The gens Quinctia, sometimes written Quintia, was a patrician family at ancient Rome. Throughout the history of the Republic, its members often held the highest offices of the state, and it produced some men of importance even during the imperial period. For the first forty years after the expulsion of the kings the Quinctii are not mentioned, and the first of the gens who obtained the consulship was Titus Quinctius Capitolinus Barbatus in 471 BC; but from that year their name constantly appears in the Fasti consulares.

As with other patrician families, in later times there were also plebeian Quinctii. Some of these may have been the descendants of freedmen of the gens, or of patrician Quinctii who had voluntarily gone over to the plebs. There may also have been unrelated persons who happened to share the same nomen.

Pliny the Elder relates that it was the custom in the Quinctia gens for even the women not to wear any ornaments of gold.

==Origin==
The Quinctia gens was one of the Alban houses removed to Rome by Tullus Hostilius, and enrolled by him among the patricians. It was consequently one of the minores gentes. The nomen Quinctius is a patronymic surname based on the praenomen Quintus. The spelling Quintius is common in later times, but Quinctius is the ancient and more correct form, which occurs on coins and in the Fasti Capitolini.

==Praenomina==
The main praenomina used by the Quinctii were Lucius and Titus. The family also used the names Caeso, Gnaeus, and Quintus.
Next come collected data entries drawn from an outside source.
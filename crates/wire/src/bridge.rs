// SPDX-License-Identifier: BUSL-1.1
// Copyright (c) 2026 Alfred Jean LLC

//! The Control Plane ↔ Sandbox Bridge protocol (§4.2, §6). One JSON object
//! per WebSocket text frame.

use serde::{Deserialize, Serialize};

/// Messages the bridge sends into the control plane.
#[derive(Debug, Clone, Serialize, Deserialize, PartialEq)]
#[serde(tag = "type")]
pub enum Inbound {
    /// Handshake sent once the bridge accepts the connection.
    #[serde(rename = "bridge_ready")]
    BridgeReady,

    /// A structured agent event. `data` carries the inner discriminator
    /// (`system/init`, `assistant`, `result`) and is forwarded to the
    /// orchestrator verbatim for further parsing.
    #[serde(rename = "claude_message")]
    ClaudeMessage { chat_id: String, data: serde_json::Value },
    #[serde(rename = "claude_stderr")]
    ClaudeStderr { chat_id: String, data: String },
    #[serde(rename = "claude_exit")]
    ClaudeExit { chat_id: String, code: i32 },
    #[serde(rename = "claude_error")]
    ClaudeError { chat_id: String, error: String },

    #[serde(rename = "terminal_created")]
    TerminalCreated { terminal_id: String },
    #[serde(rename = "terminal_output")]
    TerminalOutput { terminal_id: String, data: String },
    #[serde(rename = "terminal_exit")]
    TerminalExit { terminal_id: String, code: Option<i32> },
    #[serde(rename = "terminal_error")]
    TerminalError { terminal_id: String, error: String },
    #[serde(rename = "terminal_list")]
    TerminalList { terminals: Vec<String> },

    #[serde(rename = "file_changed")]
    FileChanged { dirs: Vec<String> },
    #[serde(rename = "ports_update")]
    PortsUpdate { ports: Vec<PortEntry> },

    /// Correlated replies to the file, git, and layout commands in
    /// [`Outbound`]. The inbound vocabulary is a superset of the browser
    /// one precisely so these round trips can be relayed rather than
    /// stubbed (§4.6).
    #[serde(rename = "file_list_result")]
    FileListResult { entries: Vec<String> },
    #[serde(rename = "file_read_result")]
    FileReadResult { content: String },
    #[serde(rename = "file_write_result")]
    FileWriteResult { ok: bool },
    #[serde(rename = "file_op_result")]
    FileOpResult { ok: bool },
    #[serde(rename = "file_search_result")]
    FileSearchResult { matches: Vec<String> },

    #[serde(rename = "git_status_result")]
    GitStatusResult { value: serde_json::Value },
    #[serde(rename = "git_op_result")]
    GitOpResult { ok: bool, message: Option<String> },
    #[serde(rename = "git_branches_result")]
    GitBranchesResult { branches: Vec<String> },

    #[serde(rename = "layout_data")]
    LayoutData { layout: serde_json::Value },
}

#[derive(Debug, Clone, Copy, Serialize, Deserialize, PartialEq, Eq)]
pub struct PortEntry {
    pub port: u16,
    pub open: bool,
}

/// The discriminator embedded in `ClaudeMessage::data`, parsed separately
/// by the orchestrator since the outer envelope only tells it which chat
/// the payload belongs to.
#[derive(Debug, Clone, Deserialize)]
#[serde(tag = "type")]
pub enum ClaudeEvent {
    #[serde(rename = "system")]
    System {
        subtype: String,
        #[serde(default)]
        session_id: Option<String>,
    },
    #[serde(rename = "assistant")]
    Assistant {
        #[serde(default)]
        message: AssistantPayload,
    },
    #[serde(rename = "result")]
    Result {
        #[serde(default)]
        is_error: bool,
        #[serde(default)]
        session_id: Option<String>,
        #[serde(default)]
        num_turns: u32,
        #[serde(default)]
        duration_ms: u64,
        #[serde(default)]
        total_cost_usd: f64,
        #[serde(default)]
        usage: Usage,
    },
}

#[derive(Debug, Clone, Default, Deserialize)]
pub struct AssistantPayload {
    #[serde(default)]
    pub content: Vec<serde_json::Value>,
    #[serde(default)]
    pub model: Option<String>,
    #[serde(default)]
    pub stop_reason: Option<String>,
    #[serde(default)]
    pub usage: Usage,
}

#[derive(Debug, Clone, Copy, Default, Deserialize)]
pub struct Usage {
    #[serde(default)]
    pub input_tokens: u64,
    #[serde(default)]
    pub output_tokens: u64,
}

/// Commands the control plane sends into the bridge.
#[derive(Debug, Clone, Serialize, Deserialize, PartialEq)]
#[serde(tag = "type")]
pub enum Outbound {
    #[serde(rename = "send_prompt")]
    SendPrompt {
        chat_id: String,
        prompt: String,
        #[serde(default)]
        agent_session_id: Option<String>,
        #[serde(default)]
        mode: Option<String>,
        #[serde(default)]
        model: Option<String>,
    },
    #[serde(rename = "send_user_answer")]
    SendUserAnswer { chat_id: String, tool_use_id: String, answer: serde_json::Value },

    #[serde(rename = "terminal_create")]
    TerminalCreate { cwd: Option<String> },
    #[serde(rename = "terminal_input")]
    TerminalInput { terminal_id: String, data: String },
    #[serde(rename = "terminal_resize")]
    TerminalResize { terminal_id: String, cols: u16, rows: u16 },
    #[serde(rename = "terminal_close")]
    TerminalClose { terminal_id: String },
    #[serde(rename = "terminal_list")]
    TerminalList,

    #[serde(rename = "file_list")]
    FileList { path: String },
    #[serde(rename = "file_read")]
    FileRead { path: String },
    #[serde(rename = "file_write")]
    FileWrite { path: String, content: String },
    #[serde(rename = "file_create")]
    FileCreate { path: String, is_dir: bool },
    #[serde(rename = "file_rename")]
    FileRename { from: String, to: String },
    #[serde(rename = "file_delete")]
    FileDelete { path: String },
    #[serde(rename = "file_move")]
    FileMove { from: String, to: String },
    #[serde(rename = "file_search")]
    FileSearch { query: String },

    #[serde(rename = "git_status")]
    GitStatus,
    #[serde(rename = "git_stage")]
    GitStage { paths: Vec<String> },
    #[serde(rename = "git_unstage")]
    GitUnstage { paths: Vec<String> },
    #[serde(rename = "git_discard")]
    GitDiscard { paths: Vec<String> },
    #[serde(rename = "git_commit")]
    GitCommit { message: String },
    #[serde(rename = "git_push")]
    GitPush,
    #[serde(rename = "git_pull")]
    GitPull,
    #[serde(rename = "git_branches")]
    GitBranches,
    #[serde(rename = "git_create_branch")]
    GitCreateBranch { name: String },
    #[serde(rename = "git_checkout")]
    GitCheckout { branch: String },

    #[serde(rename = "layout_save")]
    LayoutSave { layout: serde_json::Value },
    #[serde(rename = "layout_load")]
    LayoutLoad,

    #[serde(rename = "get_git_branch")]
    GetGitBranch,
    #[serde(rename = "get_project_dir")]
    GetProjectDir,
}

#[cfg(test)]
#[path = "bridge_tests.rs"]
mod tests;
// SPDX-License-Identifier: BUSL-1.1
// Copyright (c) 2026 Alfred Jean LLC

//! Domain events emitted by the Registry and the Orchestrator onto the
//! shared `EventBus`, and fanned out to subscribers by the Gateway.
//!
//! Raw bridge traffic (terminal output, file-change notifications, port
//! listings) does not round-trip through this bus — the Sandbox Manager
//! forwards those directly to a sandbox's listeners, since they carry no
//! state-machine semantics of their own. This bus exists for the events
//! that change durable state: project lifecycle and chat/agent turns.

use crate::ids::{ChatId, ProjectId, SandboxId};
use crate::model::{ChatStatus, Message, Project};
use serde::{Deserialize, Serialize};
use tokio::sync::broadcast;

#[derive(Debug, Clone, Serialize, Deserialize, PartialEq)]
#[serde(tag = "type")]
pub enum Event {
    #[serde(rename = "project:created")]
    ProjectCreated { project: Project },
    #[serde(rename = "project:updated")]
    ProjectUpdated { project: Project },
    #[serde(rename = "project:deleted")]
    ProjectDeleted { project_id: ProjectId },

    #[serde(rename = "chat:status")]
    ChatStatus { chat_id: ChatId, project_id: ProjectId, status: ChatStatus },

    #[serde(rename = "agent:message")]
    AgentMessage { chat_id: ChatId, sandbox_id: SandboxId, message: Box<Message> },
    #[serde(rename = "agent:status")]
    AgentStatus { chat_id: ChatId, sandbox_id: SandboxId, status: ChatStatus },
    #[serde(rename = "agent:error")]
    AgentError { chat_id: ChatId, sandbox_id: SandboxId, message: String },
    #[serde(rename = "agent:prompt_accepted")]
    PromptAccepted { chat_id: ChatId, sandbox_id: SandboxId },
}

impl Event {
    pub fn name(&self) -> &'static str {
        match self {
            Event::ProjectCreated { .. } => "project:created",
            Event::ProjectUpdated { .. } => "project:updated",
            Event::ProjectDeleted { .. } => "project:deleted",
            Event::ChatStatus { .. } => "chat:status",
            Event::AgentMessage { .. } => "agent:message",
            Event::AgentStatus { .. } => "agent:status",
            Event::AgentError { .. } => "agent:error",
            Event::PromptAccepted { .. } => "agent:prompt_accepted",
        }
    }

    /// The sandbox this event should be fanned out against, if any.
    /// `None` for events broadcast on the global projects namespace.
    pub fn sandbox_id(&self) -> Option<SandboxId> {
        match self {
            Event::AgentMessage { sandbox_id, .. }
            | Event::AgentStatus { sandbox_id, .. }
            | Event::AgentError { sandbox_id, .. }
            | Event::PromptAccepted { sandbox_id, .. } => Some(*sandbox_id),
            Event::ProjectCreated { .. }
            | Event::ProjectUpdated { .. }
            | Event::ProjectDeleted { .. }
            | Event::ChatStatus { .. } => None,
        }
    }
}

/// Process-wide fan-out bus. A `tokio::sync::broadcast` channel, matching
/// the teacher's own `EventBus` shape: one producer side shared via `Arc`,
/// many independent subscriber receivers, lagging receivers skip forward
/// rather than block producers.
#[derive(Clone)]
pub struct EventBus {
    tx: broadcast::Sender<Event>,
}

impl EventBus {
    pub fn new(capacity: usize) -> Self {
        let (tx, _rx) = broadcast::channel(capacity);
        Self { tx }
    }

    pub fn subscribe(&self) -> broadcast::Receiver<Event> {
        self.tx.subscribe()
    }

    /// Best-effort publish: no subscribers is not an error.
    pub fn publish(&self, event: Event) {
        let _ = self.tx.send(event);
    }
}

impl Default for EventBus {
    fn default() -> Self {
        Self::new(1024)
    }
}

/// Emit `event` on `bus`, logging at the teacher's conventional span level.
pub fn emit(bus: &EventBus, event: Event) {
    tracing::debug!(kind = event.name(), "event emitted");
    bus.publish(event);
}

#[cfg(test)]
#[path = "event_tests.rs"]
mod tests;
// SPDX-License-Identifier: BUSL-1.1
// Copyright (c) 2026 Alfred Jean LLC

//! Wires the Sandbox Provider Adapter, Bridge Transport, Sandbox Manager,
//! Project/Fork Registry, Session Orchestrator, and Client Gateway into one
//! running process, plus the admin socket the `cli` binary drives.
//! Grounded on the teacher's own daemon `lib.rs`, which plays the same
//! role for its job engine and listener.

// Allow panic!/unwrap/expect in test code
#![cfg_attr(test, allow(clippy::panic))]
#![cfg_attr(test, allow(clippy::unwrap_used))]
#![cfg_attr(test, allow(clippy::expect_used))]

pub mod admin;

use scp_core::{Config, ConfigError, EventBus};
use scp_gateway::{Gateway, GatewayError};
use scp_manager::SandboxManager;
use scp_orchestrator::{Orchestrator, OrchestratorConfig};
use scp_provider::http::HttpProvider;
use scp_provider::SandboxProvider;
use scp_registry::store::{JsonStore, Store, StoreError};
use scp_registry::{Registry, RegistryError};
use std::sync::Arc;
use thiserror::Error;
use tokio::net::{TcpListener, UnixListener};

#[derive(Debug, Error)]
pub enum DaemonError {
    #[error(transparent)]
    Config(#[from] ConfigError),
    #[error(transparent)]
    Store(#[from] StoreError),
    #[error(transparent)]
    Registry(#[from] RegistryError),
    #[error(transparent)]
    Gateway(#[from] GatewayError),
}

/// Everything this process owns, assembled once at boot and handed to
/// [`App::run`].
pub struct App {
    pub registry: Arc<Registry>,
    pub manager: Arc<SandboxManager>,
    pub orchestrator: Arc<Orchestrator>,
    pub events: EventBus,
    pub config: Config,
}

impl App {
    pub fn bootstrap(config: Config) -> Result<Self, DaemonError> {
        let store: Arc<dyn Store> = Arc::new(JsonStore::new(config.db_path.clone()));
        let provider: Arc<dyn SandboxProvider> =
            Arc::new(HttpProvider::new(config.agent_provider_url.clone(), config.agent_api_key.clone()));
        let events = EventBus::default();

        let registry = Arc::new(Registry::new(Arc::clone(&store), provider, events.clone())?);
        let manager = Arc::new(SandboxManager::new());
        let orchestrator = Arc::new(Orchestrator::new(
            Arc::clone(&registry),
            Arc::clone(&manager),
            store,
            events.clone(),
            OrchestratorConfig::from(&config),
        ));

        Ok(Self { registry, manager, orchestrator, events, config })
    }

    /// Forward every raw bridge event into the orchestrator's prompt-turn
    /// state machine. The Client Gateway subscribes to the same manager
    /// broadcast independently, for raw terminal/file/port fan-out.
    fn spawn_bridge_forwarding(&self) {
        let orchestrator = Arc::clone(&self.orchestrator);
        let mut rx = self.manager.subscribe();
        tokio::spawn(async move {
            while let Ok(event) = rx.recv().await {
                orchestrator.handle_bridge_event(event).await;
            }
        });
    }

    pub async fn run(self, gateway_listener: TcpListener, admin_listener: UnixListener) -> Result<(), DaemonError> {
        self.spawn_bridge_forwarding();

        let registry_for_admin = Arc::clone(&self.registry);
        tokio::spawn(async move {
            admin::serve(admin_listener, registry_for_admin).await;
        });

        let gateway = Gateway::new(
            self.registry,
            self.manager,
            self.orchestrator,
            self.events,
            self.config.sandbox_snapshot_name.clone(),
        );
        gateway.run(gateway_listener).await?;
        Ok(())
    }
}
All were very common throughout Roman history, except Caeso, which initially was principally borne among the patrician Fabii. Ernst Badian therefore suggests that the use of Caeso may reflect an old family connection between the Fabii and the Quinctii. Other praenomina were used by the plebeian Quinctii, such as Decimus, Titus, or Publius.

==Branches and cognomina==
The three great patrician families of the Quinctia gens bore the cognomina Capitolinus, Cincinnatus, and Flamininus. Besides these we find Quinctii with the surnames Atta, Claudus, Crispinus, Hirpinus, Scapula, Trogus, and Valgus. A few members of the gens bore no cognomen. The only surname that occurs on coins is that of Crispinus Sulpicianus, which is found on coins struck in the time of Augustus. The cognomen Flamininus is also implied on a denarius.
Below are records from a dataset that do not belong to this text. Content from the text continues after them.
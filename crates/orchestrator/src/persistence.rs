// SPDX-License-Identifier: BUSL-1.1
// Copyright (c) 2026 Alfred Jean LLC

//! Chat/message persistence, sharing the registry's `Store` contract. Like
//! `Registry::snapshot_and_persist`, every write loads the whole snapshot,
//! replaces the one table it owns, and saves — the registry does the same
//! for `projects`. Both components writing through one `JsonStore` file is
//! a known single-process simplification (see DESIGN.md).

use scp_core::{Chat, ChatId, Message};
use scp_registry::store::{Store, StoreError};
use std::sync::Arc;

pub(crate) struct Persistence {
    store: Arc<dyn Store>,
}

impl Persistence {
    pub fn new(store: Arc<dyn Store>) -> Self {
        Self { store }
    }

    pub fn get_chat(&self, chat_id: ChatId) -> Result<Option<Chat>, StoreError> {
        Ok(self.store.load()?.chats.into_iter().find(|c| c.id == chat_id))
    }

    pub fn save_chat(&self, chat: Chat) -> Result<(), StoreError> {
        let mut snapshot = self.store.load()?;
        if let Some(existing) = snapshot.chats.iter_mut().find(|c| c.id == chat.id) {
            *existing = chat;
        } else {
            snapshot.chats.push(chat);
        }
        self.store.save(&snapshot)
    }

    pub fn append_message(&self, message: Message) -> Result<(), StoreError> {
        let mut snapshot = self.store.load()?;
        snapshot.messages.push(message);
        self.store.save(&snapshot)
    }

    pub fn messages_for_chat(&self, chat_id: ChatId) -> Result<Vec<Message>, StoreError> {
        Ok(self.store.load()?.messages.into_iter().filter(|m| m.chat_id == chat_id).collect())
    }
}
The eldest branches of the gens, those that bore the surnames Capitolinus and Cincinnatus, may have sprung from two brothers, Titus Quinctius Capitolinus Barbatus, six times consul, and Lucius Quinctius Cincinnatus, twice dictator, two of the greatest men of their age. The Fasti show that both men were the son and grandson of Lucius, and the two were well acquainted with one another.

The cognomen Capitolinus is derived from the Mons Capitolinus, or Capitoline Hill, one of the famous seven hills of Rome. The agnomen Barbatus of this family means "bearded". The surname Cincinnatus refers to someone with fine, curly hair, as does the agnomen Crispinus, which belonged to the later Capitolini. A few of the Quinctii bear both the surnames Cincinnatus and Capitolinus, and men of both families also bore the cognomen Pennus (sometimes found as Poenus). According to Isidore, this surname had the meaning of "sharp": "pennum antiqui acutum dicebant." Alternately the name could be connected with penna, a feather, or wing.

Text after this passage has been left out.